Segment Start: DATA PROVIDED
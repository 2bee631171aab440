//! Scripted NAT mechanism for tests.

use std::fmt;
use std::net::IpAddr;
use std::time::Duration;

use async_trait::async_trait;
use tos_bootnode_common::tokio::{sync::Mutex, time::sleep};

use super::{NatError, NatMechanism, NatResult, Protocol};

/// Records every call. `external` is what the gateway reports, `stall`
/// makes the external IP lookup hang, `fail_mapping` makes the gateway
/// refuse every mapping.
#[derive(Default)]
pub(crate) struct Recorder {
    pub external: Option<IpAddr>,
    pub stall: bool,
    pub fail_mapping: bool,
    pub calls: Mutex<Vec<&'static str>>,
}

impl Recorder {
    pub async fn calls(&self) -> Vec<&'static str> {
        self.calls.lock().await.clone()
    }
}

impl fmt::Display for Recorder {
    fn fmt(&self, f: &mut fmt::Formatter<'_>) -> fmt::Result {
        f.write_str("recorder")
    }
}

#[async_trait]
impl NatMechanism for Recorder {
    async fn external_ip(&self) -> NatResult<IpAddr> {
        self.calls.lock().await.push("external_ip");
        if self.stall {
            sleep(Duration::from_secs(60)).await;
        }
        self.external.ok_or(NatError::NoGateway)
    }

    async fn add_mapping(&self, _: Protocol, external_port: u16, _: u16, _: &str, _: Duration) -> NatResult<u16> {
        self.calls.lock().await.push("add");
        if self.fail_mapping {
            return Err(NatError::Gateway("mapping refused".to_string()));
        }
        Ok(external_port)
    }

    async fn delete_mapping(&self, _: Protocol, _: u16, _: u16) -> NatResult<()> {
        self.calls.lock().await.push("delete");
        Ok(())
    }
}
//! NAT-PMP client (RFC 6886).

use std::fmt;
use std::io;
use std::net::{IpAddr, Ipv4Addr, SocketAddr};
use std::time::Duration;

use async_trait::async_trait;
use log::trace;
use tos_bootnode_common::tokio::{
    net::UdpSocket,
    time::timeout,
};

use super::{NatError, NatMechanism, NatResult, Protocol};

pub const PMP_PORT: u16 = 5351;

const OP_EXTERNAL_ADDRESS: u8 = 0;
const OP_MAP_UDP: u8 = 1;
const OP_MAP_TCP: u8 = 2;
const RESPONSE_BIT: u8 = 128;

/// First retransmission delay, doubled on every attempt.
const INITIAL_TIMEOUT: Duration = Duration::from_millis(250);
const MAX_ATTEMPTS: u32 = 4;

fn opcode(protocol: Protocol) -> u8 {
    match protocol {
        Protocol::Udp => OP_MAP_UDP,
        Protocol::Tcp => OP_MAP_TCP,
    }
}

fn encode_map_request(protocol: Protocol, internal_port: u16, external_port: u16, lifetime: u32) -> [u8; 12] {
    let mut request = [0u8; 12];
    request[1] = opcode(protocol);
    request[4..6].copy_from_slice(&internal_port.to_be_bytes());
    request[6..8].copy_from_slice(&external_port.to_be_bytes());
    request[8..12].copy_from_slice(&lifetime.to_be_bytes());
    request
}

/// Check version, opcode and result code; returns the payload after the
/// 8-byte header.
fn check_response(response: &[u8], op: u8, len: usize) -> NatResult<&[u8]> {
    if response.len() < len || response[0] != 0 || response[1] != op | RESPONSE_BIT {
        return Err(NatError::Gateway(format!(
            "malformed NAT-PMP response of {} bytes",
            response.len()
        )));
    }
    let result = u16::from_be_bytes([response[2], response[3]]);
    if result != 0 {
        return Err(NatError::PmpResult(result));
    }
    Ok(&response[8..len])
}

fn parse_external_address(response: &[u8]) -> NatResult<Ipv4Addr> {
    let payload = check_response(response, OP_EXTERNAL_ADDRESS, 12)?;
    Ok(Ipv4Addr::new(payload[0], payload[1], payload[2], payload[3]))
}

/// Returns the mapped external port.
fn parse_map_response(response: &[u8], protocol: Protocol) -> NatResult<u16> {
    let payload = check_response(response, opcode(protocol), 16)?;
    Ok(u16::from_be_bytes([payload[2], payload[3]]))
}

/// `a.b.c.1` of the interface used for outbound traffic.
async fn guess_gateway() -> NatResult<Ipv4Addr> {
    let socket = UdpSocket::bind("0.0.0.0:0").await?;
    socket.connect("8.8.8.8:80").await?;
    match socket.local_addr()?.ip() {
        IpAddr::V4(ip) if !ip.is_unspecified() && !ip.is_loopback() => {
            let [a, b, c, _] = ip.octets();
            Ok(Ipv4Addr::new(a, b, c, 1))
        }
        _ => Err(NatError::NoGateway),
    }
}

#[derive(Debug, Clone)]
pub struct Pmp {
    gateway: Option<Ipv4Addr>,
    port: u16,
}

impl Pmp {
    /// Without a gateway the `a.b.c.1` address of the outbound interface is
    /// tried.
    pub fn new(gateway: Option<Ipv4Addr>) -> Self {
        Self {
            gateway,
            port: PMP_PORT,
        }
    }

    async fn gateway(&self) -> NatResult<Ipv4Addr> {
        match self.gateway {
            Some(gateway) => Ok(gateway),
            None => guess_gateway().await,
        }
    }

    async fn request(&self, request: &[u8]) -> NatResult<Vec<u8>> {
        let gateway = SocketAddr::new(IpAddr::V4(self.gateway().await?), self.port);
        let socket = UdpSocket::bind("0.0.0.0:0").await?;
        socket.connect(gateway).await?;

        let mut wait = INITIAL_TIMEOUT;
        let mut buf = [0u8; 16];
        for attempt in 1..=MAX_ATTEMPTS {
            socket.send(request).await?;
            match timeout(wait, socket.recv(&mut buf)).await {
                Ok(Ok(len)) => return Ok(buf[..len].to_vec()),
                Ok(Err(e)) if e.kind() == io::ErrorKind::ConnectionRefused => {
                    return Err(NatError::Io(e))
                }
                Ok(Err(e)) => {
                    if log::log_enabled!(log::Level::Trace) {
                        trace!("NAT-PMP attempt {} to {} failed: {}", attempt, gateway, e);
                    }
                }
                Err(_) => {
                    if log::log_enabled!(log::Level::Trace) {
                        trace!("NAT-PMP attempt {} to {} timed out", attempt, gateway);
                    }
                }
            }
            wait *= 2;
        }
        Err(NatError::Timeout)
    }
}

impl fmt::Display for Pmp {
    fn fmt(&self, f: &mut fmt::Formatter<'_>) -> fmt::Result {
        match self.gateway {
            Some(gateway) => write!(f, "NAT-PMP({})", gateway),
            None => f.write_str("NAT-PMP"),
        }
    }
}

#[async_trait]
impl NatMechanism for Pmp {
    async fn external_ip(&self) -> NatResult<IpAddr> {
        let response = self.request(&[0, OP_EXTERNAL_ADDRESS]).await?;
        parse_external_address(&response).map(IpAddr::V4)
    }

    async fn add_mapping(
        &self,
        protocol: Protocol,
        external_port: u16,
        internal_port: u16,
        _name: &str,
        lifetime: Duration,
    ) -> NatResult<u16> {
        let lifetime = u32::try_from(lifetime.as_secs()).unwrap_or(u32::MAX);
        let request = encode_map_request(protocol, internal_port, external_port, lifetime);
        let response = self.request(&request).await?;
        parse_map_response(&response, protocol)
    }

    async fn delete_mapping(&self, protocol: Protocol, _external_port: u16, internal_port: u16) -> NatResult<()> {
        // Lifetime 0 with external port 0 removes the mapping
        let request = encode_map_request(protocol, internal_port, 0, 0);
        let response = self.request(&request).await?;
        parse_map_response(&response, protocol).map(|_| ())
    }
}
Segment End: DATA PROVIDED
**TASK GOAL**
Set down verbatim only the lines between the start of the data above and the line with "impl NatMechanism for Recorder", both boundaries included.

**EXPECTED ANSWER**
repository 2bee631171aab440
//! Scripted NAT mechanism for tests.

use std::fmt;
use std::net::IpAddr;
use std::time::Duration;

use async_trait::async_trait;
use tos_bootnode_common::tokio::{sync::Mutex, time::sleep};

use super::{NatError, NatMechanism, NatResult, Protocol};

/// Records every call. `external` is what the gateway reports, `stall`
/// makes the external IP lookup hang, `fail_mapping` makes the gateway
/// refuse every mapping.
#[derive(Default)]
pub(crate) struct Recorder {
    pub external: Option<IpAddr>,
    pub stall: bool,
    pub fail_mapping: bool,
    pub calls: Mutex<Vec<&'static str>>,
}

impl Recorder {
    pub async fn calls(&self) -> Vec<&'static str> {
        self.calls.lock().await.clone()
    }
}

impl fmt::Display for Recorder {
    fn fmt(&self, f: &mut fmt::Formatter<'_>) -> fmt::Result {
        f.write_str("recorder")
    }
}

#[async_trait]
impl NatMechanism for Recorder {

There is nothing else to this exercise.